Darmkrebsfrüherkennung

Frau denkt an Darmkrebsfrüherkennung © istockphoto, GeorgeRudy

Darmkrebs ist kein Schicksal. Vorsorgeuntersuchungen verhindern die Entstehung von Darmkrebs und ermöglichen, einen früh erkannten Tumor erfolgreich zu behandeln. Die Früherkennung ist – unabhängig vom persönlichen Risiko – die einzige Möglichkeit, Darmkrebs wirkungsvoll zu bekämpfen.

Unterschiedliche Methoden der Darmkrebsfrüherkennung

Zu den unterschiedlichen Methoden, die zur Früherkennung von Darmkrebs im Rahmen der Darmkrebsvorsorge dienen, zählen Darmspiegelung, virtuelle Koloskopie, Okkultbluttests sowie Tastuntersuchungen.

Darmspiegelung (Koloskopie)

Die effektivste Methode der Früherkennung ist die Darmspiegelung (Koloskopie). Ist der Befund hier unauffällig, wird die Untersuchung nach 10 Jahren wiederholt. Die noch weit verbreitete Angst vor einer Darmspiegelung ist unbegründet. Seit Oktober 2002 greift in Deutschland bundesweit eine Qualitätssicherung, so dass nur erfahrene Ärzte die Vorsorgekoloskopie durchführen dürfen. In den Händen solcher Ärzte ist die Untersuchung eine schmerzfreie und unkomplizierte Prozedur.

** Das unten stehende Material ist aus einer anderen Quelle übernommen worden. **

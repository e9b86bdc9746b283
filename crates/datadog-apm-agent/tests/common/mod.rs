// Copyright 2023-Present Datadog, Inc. https://www.datadoghq.com/
// SPDX-License-Identifier: Apache-2.0

//! Common test utilities, fixtures and mocks for integration tests

pub mod fixtures;
pub mod mocks;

Nach einer gründlichen Reinigung des Darms durch Abführen wird ein dünner, flexibler Schlauch mit einer Minikamera über den After eingeführt. Der Eingriff dauert ca. 20 Minuten und ist mit Hilfe einer Beruhigungsspritze schmerzfrei. Der Patient kann die Untersuchung auf Wunsch am Bildschirm mitverfolgen oder dabei schlafen. Entdeckte Polypen werden bei der Darmspiegelung häufig mit entfernt: eine ausfahrbare Schlinge knipst den Polypen ab. Prinzipiell werden alle Polypen entfernt, die bei einer Spiegelung entdeckt werden; zwar würde nicht aus jedem Polyp ein Darmtumor werden, aber jeder Darmkrebs war einmal ein Polyp. Erst bei der feingeweblichen Untersuchung des Polypen kann festgestellt werden, ob in ihm bereits einzelne, entartete Zellen verborgen waren.

Virtuelle Koloskopie

Die virtuelle Koloskopie, auch CT-Kolonographie genannt, ist ein neueres High-Tech-Verfahren, um das Innere des Darmes zu betrachten und auf Veränderungen zu untersuchen. Während bei der "klassischen" Darmspiegelung ein Endoskop in den Darm eingeführt wird, findet die virtuelle Koloskopie nicht direkt im Körper statt, sondern wird am Computer "simuliert". Dazu sind rechnergestützte Untersuchungsmethoden wie die Computertomographie (CT) oder Magnetresonanztomographie (MRT) nötig, deren digitale Schnittbilder von speziellen Computerprogrammen in eine dreidimensionale Ansicht des Darmes umgewandelt werden.

Genauso wie eine normale Darmspiegelung ist es auch bei der virtuellen Koloskopie notwendig, den Darm vorab zu reinigen, um die Sicht auf die Darmwand zu ermöglichen. Die Zuverlässigkeit und Aussagekraft der virtuellen Untersuchung ist abhängig von der Software, welche die Darstellung des Darminneren am Computermonitor aufgrund komplizierter Rechenvorgänge ermöglicht. Mit Hilfe verbesserter Softwareprogramme gelingt es zunehmend, die Zuverlässigkeit der virtuellen Koloskopie weiter zu erhöhen.

Für eine sichere Vorsorge und Früherkennung von Darmkrebs und Darmpolypen gilt dennoch die endoskopische Darmspiegelung als aussagekräftigste Methode, zumal auch sehr kleine oder entzündliche Veränderungen erkannt werden und entdeckte Polypen in einem Untersuchungsvorgang entfernt werden können.